● **Work instruction**
Could you reproduce all of the following entries exactly?

[Extracted records]
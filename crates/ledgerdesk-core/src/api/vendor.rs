use ledgerdesk_domain::{
    AdvanceRequest, ApproveInvoiceRequest, CreateInvoiceRequest, EntityId, PaymentRequisition,
};

use super::ErpApi;
use crate::error::{CoreError, CoreResult};
use crate::requisition_service::RequisitionService;
use crate::session::SessionStore;
use crate::transport::{ApiRequest, ApiTransport};

const VENDOR_PATH: &str = "/api/vendor-payment";

impl<T: ApiTransport, S: SessionStore> ErpApi<T, S> {
    pub fn payment_requisitions(&self, company_id: EntityId) -> CoreResult<Vec<PaymentRequisition>> {
        let request = self.scoped_query(
            ApiRequest::get(format!("{}/getAllPaymentRequisition", VENDOR_PATH)),
            company_id,
            None,
        )?;
        self.fetch(request)
    }

    pub fn requisition(&self, company_id: EntityId, id: EntityId) -> CoreResult<PaymentRequisition> {
        self.payment_requisitions(company_id)?
            .into_iter()
            .find(|requisition| requisition.id == id)
            .ok_or_else(|| CoreError::NotFound(format!("requisition {}", id)))
    }

    pub fn create_advance(
        &self,
        requisition: &PaymentRequisition,
        request: &AdvanceRequest,
    ) -> CoreResult<()> {
        RequisitionService::validate_advance(requisition, request)?;
        self.fetch_unit(
            ApiRequest::post(format!("{}/createAdvance", VENDOR_PATH)).with_json(request)?,
        )
    }

    pub fn create_invoice(
        &self,
        requisition: &PaymentRequisition,
        request: &CreateInvoiceRequest,
    ) -> CoreResult<()> {
        RequisitionService::validate_invoice(requisition, request)?;
        self.fetch_unit(
            ApiRequest::post(format!("{}/createInvoice", VENDOR_PATH)).with_json(request)?,
        )
    }

    pub fn approve_invoice(
        &self,
        requisition: &PaymentRequisition,
        request: &ApproveInvoiceRequest,
    ) -> CoreResult<()> {
        RequisitionService::validate_approval(requisition, request)?;
        self.fetch_unit(
            ApiRequest::post(format!("{}/approveInvoice", VENDOR_PATH)).with_json(request)?,
        )?;
        tracing::info!(requisition_id = requisition.id, "invoice approved");
        Ok(())
    }
}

● **Answer for the task**
filename crates/ledgerdesk-core/src/api/vendor.rs
use ledgerdesk_domain::{
    AdvanceRequest, ApproveInvoiceRequest, CreateInvoiceRequest, EntityId, PaymentRequisition,
};

use super::ErpApi;
use crate::error::{CoreError, CoreResult};
use crate::requisition_service::RequisitionService;
use crate::session::SessionStore;
use crate::transport::{ApiRequest, ApiTransport};

const VENDOR_PATH: &str = "/api/vendor-payment";

impl<T: ApiTransport, S: SessionStore> ErpApi<T, S> {
    pub fn payment_requisitions(&self, company_id: EntityId) -> CoreResult<Vec<PaymentRequisition>> {
        let request = self.scoped_query(
            ApiRequest::get(format!("{}/getAllPaymentRequisition", VENDOR_PATH)),
            company_id,
            None,
        )?;
        self.fetch(request)
    }

    pub fn requisition(&self, company_id: EntityId, id: EntityId) -> CoreResult<PaymentRequisition> {
        self.payment_requisitions(company_id)?
            .into_iter()
            .find(|requisition| requisition.id == id)
            .ok_or_else(|| CoreError::NotFound(format!("requisition {}", id)))
    }

    pub fn create_advance(
        &self,
        requisition: &PaymentRequisition,
        request: &AdvanceRequest,
    ) -> CoreResult<()> {
        RequisitionService::validate_advance(requisition, request)?;
        self.fetch_unit(
            ApiRequest::post(format!("{}/createAdvance", VENDOR_PATH)).with_json(request)?,
        )
    }

    pub fn create_invoice(
        &self,
        requisition: &PaymentRequisition,
        request: &CreateInvoiceRequest,
    ) -> CoreResult<()> {
        RequisitionService::validate_invoice(requisition, request)?;
        self.fetch_unit(
            ApiRequest::post(format!("{}/createInvoice", VENDOR_PATH)).with_json(request)?,
        )
    }

    pub fn approve_invoice(
        &self,
        requisition: &PaymentRequisition,
        request: &ApproveInvoiceRequest,
    ) -> CoreResult<()> {
        RequisitionService::validate_approval(requisition, request)?;
        self.fetch_unit(
            ApiRequest::post(format!("{}/approveInvoice", VENDOR_PATH)).with_json(request)?,
        )?;
        tracing::info!(requisition_id = requisition.id, "invoice approved");
        Ok(())
    }
}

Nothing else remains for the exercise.